Firstly with the problems with both the diagnostic assessments currently available (discrepancy and pattern). Second with the lack of evidence that being identified young is in the dyslexics interest. I’m not against early diagnosis, it’s just my own research bought into question the resounding benefits of it, with many dyslexics indicating that their relationship to their diagnosis was far more ambiguous. Perhaps they were exceptions to the rule – just like Seidenberg perceives Gladwell’s subjects. Only he has no evidence to support this hypothesis. It’s the lack of evidence here that troubles me, because it highlights the general lack of research on this area.
In short Seidenberg argues Gladwell’s interpretation of dyslexia is reductive, both in terms of its characteristics and effect. I am not defending Gladwell. His position bothers me 1) because he cherry picks from the literature 2) because of the ‘compensation’ perspective he uses. The idea that you have ‘over achieving’ dyslexics begs the question: at what point does a dyslexic stop achieving and start over achieving?
Yet Gladwell is right to point out that dyslexics perceive their success to come ‘because’ and not ‘despite’ dyslexia. I’m pleased that Gladwell raised this point, even if some of what he says is misleading. But I think Seidenberg’s critique is equally misleading, as none of the studies that he draws has dyslexic adults as their subject. His perspective is very much grounded in knowledge of dyslexia in children in relation to reading. As such he does nothing to unseat the deep seated cultural bias towards dyslexics.
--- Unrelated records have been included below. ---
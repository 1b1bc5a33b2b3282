//! HTTP API endpoint handlers.

use std::sync::Arc;

use axum::{
    Json,
    extract::{Path, Query, State},
    http::{StatusCode, header},
    response::{IntoResponse, Response},
};
use serde::Serialize;

use crate::{
    domain::{CreateSession, MessageQuery, RelayError, SessionId},
    infrastructure::dto::{
        export::{self, ExportFormat, MessagesExportDto, SessionSummaryExportDto},
        http::{
            CreateSessionDto, ExportQuery, HealthDto, HistoryMessageDto, ListSessionsQuery,
            MessagesQuery, SessionDetailDto, SessionListDto, SessionMessagesDto,
            SessionStatisticsDto, SessionSummaryDto,
        },
    },
    ui::state::AppState,
    usecase::SessionDetail,
};
use hiroba_shared::time::{format_duration, timestamp_to_rfc3339};

use super::error::ApiError;

/// Health check endpoint
pub async fn health_check() -> Json<HealthDto> {
    Json(HealthDto {
        status: "ok".to_string(),
    })
}

/// Get list of sessions, newest first
pub async fn list_sessions(
    State(state): State<Arc<AppState>>,
    Query(query): Query<ListSessionsQuery>,
) -> Result<Json<SessionListDto>, ApiError> {
    let status = query.status()?;
    let sessions = state.list_sessions_usecase.execute(status).await;

    Ok(Json(SessionListDto {
        sessions: sessions.iter().map(SessionSummaryDto::from).collect(),
    }))
}

/// Create a session explicitly (idempotent on the session id)
pub async fn create_session(
    State(state): State<Arc<AppState>>,
    Json(body): Json<CreateSessionDto>,
) -> Result<(StatusCode, Json<SessionDetailDto>), ApiError> {
    let request = CreateSession::try_from(body)?;
    let session = state.create_session_usecase.execute(request).await?;
    tracing::info!(session_id = %session.id, "Session created over HTTP");

    let detail = state.get_session_detail_usecase.execute(&session.id).await?;
    Ok((StatusCode::CREATED, Json(detail_dto(detail))))
}

/// Get session detail by ID
pub async fn get_session_detail(
    State(state): State<Arc<AppState>>,
    Path(session_id): Path<String>,
) -> Result<Json<SessionDetailDto>, ApiError> {
    let session_id = SessionId::new(session_id)?;
    let detail = state.get_session_detail_usecase.execute(&session_id).await?;
    Ok(Json(detail_dto(detail)))
}

/// End a session; ending an ended session returns its detail unchanged
pub async fn end_session(
    State(state): State<Arc<AppState>>,
    Path(session_id): Path<String>,
) -> Result<Json<SessionDetailDto>, ApiError> {
    let session_id = SessionId::new(session_id)?;
    state.end_session_usecase.execute(&session_id).await?;
    let detail = state.get_session_detail_usecase.execute(&session_id).await?;
    Ok(Json(detail_dto(detail)))
}

/// Delete an ended session together with its log
pub async fn delete_session(
    State(state): State<Arc<AppState>>,
    Path(session_id): Path<String>,
) -> Result<Json<SessionSummaryDto>, ApiError> {
    let session_id = SessionId::new(session_id)?;
    let session = state.delete_session_usecase.execute(&session_id).await?;
    tracing::info!(session_id = %session_id, "Session deleted over HTTP");
    Ok(Json(SessionSummaryDto::from(&session)))
}

/// Download the session as CSV or JSON (`?format=csv|json|contributions|summary`)
pub async fn export_session(
    State(state): State<Arc<AppState>>,
    Path(session_id): Path<String>,
    Query(query): Query<ExportQuery>,
) -> Result<Response, ApiError> {
    let session_id = SessionId::new(session_id)?;
    let format = query.format()?;
    let snapshot = state.export_session_usecase.execute(&session_id).await?;
    let exported_at = timestamp_to_rfc3339(snapshot.exported_at.value());

    let body = match format {
        ExportFormat::Csv => export::messages_csv(&snapshot.messages).map_err(export_failed)?,
        ExportFormat::Contributions => {
            export::contributions_csv(&snapshot.statistics).map_err(export_failed)?
        }
        ExportFormat::Json => to_json(&MessagesExportDto {
            session_id: session_id.as_str().to_string(),
            exported_at,
            total_messages: snapshot.messages.len(),
            messages: snapshot.messages.iter().map(HistoryMessageDto::from).collect(),
        })?,
        ExportFormat::Summary => to_json(&SessionSummaryExportDto {
            session: detail_dto(snapshot.detail),
            statistics: SessionStatisticsDto::from_domain(&session_id, snapshot.statistics),
            exported_at,
        })?,
    };
    tracing::info!(session_id = %session_id, format = format.as_str(), "Session exported");

    let file_name = format.file_name(session_id.as_str(), snapshot.exported_at.value());
    let headers = [
        (header::CONTENT_TYPE, format.content_type().to_string()),
        (
            header::CONTENT_DISPOSITION,
            format!("attachment; filename=\"{}\"", file_name),
        ),
    ];
    Ok((headers, body).into_response())
}

/// Get the session log, optionally filtered
pub async fn get_session_messages(
    State(state): State<Arc<AppState>>,
    Path(session_id): Path<String>,
    Query(query): Query<MessagesQuery>,
) -> Result<Json<SessionMessagesDto>, ApiError> {
    let session_id = SessionId::new(session_id)?;
    let query = MessageQuery::try_from(query)?;
    let messages = state
        .get_session_messages_usecase
        .execute(&session_id, &query)
        .await?;

    Ok(Json(SessionMessagesDto {
        session_id: session_id.into_string(),
        messages: messages.iter().map(HistoryMessageDto::from).collect(),
    }))
}

/// Get per-session and per-user message statistics
pub async fn get_session_statistics(
    State(state): State<Arc<AppState>>,
    Path(session_id): Path<String>,
) -> Result<Json<SessionStatisticsDto>, ApiError> {
    let session_id = SessionId::new(session_id)?;
    let stats = state
        .get_session_statistics_usecase
        .execute(&session_id)
        .await?;
    Ok(Json(SessionStatisticsDto::from_domain(&session_id, stats)))
}

fn export_failed(error: csv::Error) -> ApiError {
    ApiError(RelayError::Transport(format!("export failed: {}", error)))
}

fn to_json<T: Serialize>(document: &T) -> Result<String, ApiError> {
    serde_json::to_string_pretty(document)
        .map_err(|e| ApiError(RelayError::Transport(format!("export failed: {}", e))))
}

// Domain Model から DTO への変換
fn detail_dto(detail: SessionDetail) -> SessionDetailDto {
    let session = detail.session;
    SessionDetailDto {
        session_id: session.id.as_str().to_string(),
        active: !session.is_ended(),
        status: session.status.as_str().to_string(),
        created_at: timestamp_to_rfc3339(session.created_at.value()),
        ended_at: session.ended_at.map(|t| timestamp_to_rfc3339(t.value())),
        password_protected: session.is_password_protected(),
        require_user_password: session.require_user_password,
        disable_user_password: session.disable_user_password,
        protected_users: session.protected_users(),
        participants: detail
            .participants
            .into_iter()
            .map(|id| id.into_string())
            .collect(),
        viewer_count: detail.viewer_count,
        total_messages: detail.total_messages,
        duration: session.duration_millis().map(format_duration),
        purpose: session.metadata.purpose,
        notes: session.metadata.notes,
    }
}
If dyslexics that ‘make it’ continue to be considered exceptions to the rule, is it any wonder dyslexic adults pertain so much ambiguity towards their diagnosis? Being ‘proud’ to be dyslexic does not remediate the lack of good, robust research that seeks to understand dyslexia in adults. We need a cultural shift in which dyslexia experts use research to back up their claims and hypothesis, and recognise that the real lack is in the research – and not the dyslexic.